Review Request #2473 — Created Dec. 11, 2019 and submitted

citrus
illumos-gate
master
12057
f3259a8...
general
12057 Writing part of the string to stderr makes zlogin exit

bloody:illumos:master% make

bloody:illumos:master% mdb -e '__xpg4/x' zlogin
zlogin`__xpg4:
zlogin`__xpg4:  1

bloody:illumos:master% pfexec ./zlogin test
[Connected to zone 'test' pts/3]
Last login: Wed Dec 11 15:16:25 2019 on pts/3
OmniOS 5.11     omnios-master-f3e2549426        December 2019
root@test:~# strconf
ttcompat
ldterm
ptem
pts
root@test:~#
root@test:~# ./zcons
.root@test:~#
root@test:~# logout

[Connection to zone 'test' pts/3 closed]

bloody:illumos:master% PRIMARY_CC=gcc4,/opt/gcc-4.4.4/bin/gcc,gnu make

bloody:illumos:master% mdb -e '__xpg4/x' zlogin
mdb: failed to read data from target: no mapping for address
0x8168800:

bloody:illumos:master% pfexec ./zlogin test
[Connected to zone 'test' pts/3]
Last login: Wed Dec 11 15:18:55 2019 on pts/3
OmniOS 5.11     omnios-master-f3e2549426        December 2019
root@test:~# strconf
ttcompat
ldterm
ptem
pts
root@test:~# ./zcons
.root@test:~#
root@test:~# logout

[Connection to zone 'test' pts/3 closed]
  • 0
  • 0
  • 1
  • 1
  • 2
Description From Last Updated
jlevon
  1. I'd prefer the comment about the module push to clarify that it's not really required to avoid pushing. Otherwise this looks fine.
    I can't see a better way to test this behaviour than using __xpgv4

    1. I've dropped the changes to module push. The kernel will take care of ignoring them in XPG4.

  2. 
      
tsoome
  1. 
      
  2. usr/src/cmd/zlogin/zlogin.c (Diff revision 1)
     
     

    you could actually use I_LOOK to check if we have module in stream.

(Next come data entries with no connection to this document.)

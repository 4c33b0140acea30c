//! Thin CLI front-end over the `ecmap-core` pipelines: parses JSON inputs,
//! runs the requested pipeline, and writes each artifact file named exactly
//! as the pipeline contract specifies.

use anyhow::{Context, Result};
use clap::{Parser, Subcommand};
use ecmap_core::error::{Envelope, ErrorClass};
use ecmap_core::json::canonicalize;
use ecmap_core::orchestrator::{run_ec_pipeline, run_mapping_pipeline};
use serde_json::Value;
use std::collections::HashMap;
use std::path::{Path, PathBuf};
use std::process::ExitCode;

#[derive(Parser)]
#[command(name = "ecmap")]
#[command(about = "Deterministic Effective Context + Mapping Resolution Artifact engine")]
#[command(version)]
struct Cli {
    #[command(subcommand)]
    command: Commands,
}

#[derive(Subcommand)]
enum Commands {
    /// Run the EC pipeline (validation -> Step1 -> Step2 -> per-IUC Step3/Step4).
    RunEc {
        #[arg(long)]
        bundle: PathBuf,
        #[arg(long)]
        iucs: PathBuf,
        #[arg(long)]
        out: PathBuf,
    },
    /// Run the mapping pipeline over already-computed EC profiles.
    RunMapping {
        #[arg(long)]
        profiles: PathBuf,
        #[arg(long)]
        config: PathBuf,
        #[arg(long)]
        out: PathBuf,
    },
    /// Run the EC pipeline for every IUC, then the mapping pipeline over
    /// every profile pair in the mapping config, using each profile's own
    /// freshly computed EC output.
    RunAll {
        #[arg(long)]
        bundle: PathBuf,
        #[arg(long)]
        iucs: PathBuf,
        #[arg(long)]
        config: PathBuf,
        #[arg(long)]
        out: PathBuf,
    },
}

fn read_json(path: &Path, reason_prefix: &str) -> Result<Value, Envelope> {
    let text = std::fs::read_to_string(path).map_err(|err| {
        Envelope::with_stage(ErrorClass::Validation, format!("{reason_prefix}{err}"), "validation")
    })?;
    serde_json::from_str(&text)
        .map_err(|err| Envelope::with_stage(ErrorClass::Validation, format!("{reason_prefix}{err}"), "validation"))
}

fn write_artifacts(out_dir: &Path, artifacts: &HashMap<String, Value>) -> Result<()> {
    std::fs::create_dir_all(out_dir).with_context(|| format!("creating output directory {}", out_dir.display()))?;
    for (name, payload) in artifacts {
        let path = out_dir.join(name);
        std::fs::write(&path, canonicalize(payload)).with_context(|| format!("writing artifact {}", path.display()))?;
    }
    Ok(())
}

fn print_envelope_and_fail(envelope: &Envelope) -> ExitCode {
    let value = serde_json::to_value(envelope).expect("Envelope serializes infallibly");
    println!("{}", canonicalize(&value));
    ExitCode::from(2)
}

fn run_ec(bundle: &Path, iucs: &Path, out: &Path) -> Result<Result<(Vec<String>, HashMap<String, Value>), Envelope>> {
    let bundle_value = match read_json(bundle, "input-parse-error:") {
        Ok(v) => v,
        Err(envelope) => return Ok(Err(envelope)),
    };
    let iucs_value = match read_json(iucs, "input-parse-error:") {
        Ok(v) => v,
        Err(envelope) => return Ok(Err(envelope)),
    };

    match run_ec_pipeline(&bundle_value, &iucs_value) {
        Ok(output) => {
            write_artifacts(out, &output.artifacts)?;
            Ok(Ok((output.profile_ids, output.artifacts)))
        }
        Err(envelope) => Ok(Err(envelope)),
    }
}

fn run_mapping(profiles: &Path, config: &Path, out: &Path) -> Result<Result<(), Envelope>> {
    let profiles_value = match read_json(profiles, "mapping-input-parse-error:") {
        Ok(v) => v,
        Err(envelope) => return Ok(Err(envelope)),
    };
    let config_value = match read_json(config, "mapping-input-parse-error:") {
        Ok(v) => v,
        Err(envelope) => return Ok(Err(envelope)),
    };

    match run_mapping_pipeline(&profiles_value, &config_value) {
        Ok(output) => {
            write_artifacts(out, &output.artifacts)?;
            Ok(Ok(()))
        }
        Err(envelope) => Ok(Err(envelope)),
    }
}

/// Builds the `{profileId: {ec, profileSchema}}` map `run_mapping_pipeline`
/// expects, straight out of an already-run EC pipeline's own artifacts.
fn profiles_from_ec_artifacts(profile_ids: &[String], artifacts: &HashMap<String, Value>) -> Value {
    let mut map = serde_json::Map::new();
    for profile_id in profile_ids {
        let ec = artifacts
            .get(&format!("step3-ec.{profile_id}.json"))
            .and_then(|v| v.get("ec"))
            .cloned()
            .unwrap_or(Value::Null);
        let profile_schema = artifacts.get(&format!("step4-profile.{profile_id}.json")).cloned().unwrap_or(Value::Null);
        map.insert(profile_id.clone(), serde_json::json!({"ec": ec, "profileSchema": profile_schema}));
    }
    Value::Object(map)
}

fn run_all(bundle: &Path, iucs: &Path, config: &Path, out: &Path) -> Result<Result<(), Envelope>> {
    let (profile_ids, ec_artifacts) = match run_ec(bundle, iucs, out)? {
        Ok(pair) => pair,
        Err(envelope) => return Ok(Err(envelope)),
    };

    let config_value = match read_json(config, "mapping-input-parse-error:") {
        Ok(v) => v,
        Err(envelope) => return Ok(Err(envelope)),
    };

    let profiles_value = profiles_from_ec_artifacts(&profile_ids, &ec_artifacts);
    match run_mapping_pipeline(&profiles_value, &config_value) {
        Ok(output) => {
            write_artifacts(out, &output.artifacts)?;
            Ok(Ok(()))
        }
        Err(envelope) => Ok(Err(envelope)),
    }
}

fn main() -> Result<ExitCode> {
    tracing_subscriber::fmt().with_env_filter(tracing_subscriber::EnvFilter::from_default_env()).init();

    let cli = Cli::parse();
    let result = match &cli.command {
        Commands::RunEc { bundle, iucs, out } => run_ec(bundle, iucs, out)?.map(|_| ()),
        Commands::RunMapping { profiles, config, out } => run_mapping(profiles, config, out)?,
        Commands::RunAll { bundle, iucs, config, out } => run_all(bundle, iucs, config, out)?,
    };

    match result {
        Ok(()) => Ok(ExitCode::SUCCESS),
        Err(envelope) => {
            tracing::warn!(error = ?envelope.error, reason = %envelope.reason, "pipeline aborted");
            Ok(print_envelope_and_fail(&envelope))
        }
    }
}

    1. If I do that, I might as well drop this part of the change since the kernel checks for duplicates anyway.
      That's fine with me too.

  3. 
      
citrus
jlevon
  1. Thanks for fixing this.

  2. 
      
domag02
  1. It would be better to "anchor" to one standard, and code according to that, instead of checking a private variable.

  2. usr/src/cmd/zlogin/zlogin.c (Diff revision 2)
     
     

    This is unnecessary (because it is not a shared library).
    Instead, set the code standard (see STANDARDS(5)) + link with values-xpg4.c (or values-xpg6.c).
    More or less a good example:
    /usr/src/cmd/env/Makefile

    1. The problem here is that the approved/official illumos compilers automatically link with values-xpg6.o in some circumstances. For example, gcc-7.4.0-il-1 does this if -std=gnu99 is passed as an argument. I don't want to have to assume too much about the environment, for example that using gnu89 or gnu99 has particular side-effects and not all distributions are using gcc7.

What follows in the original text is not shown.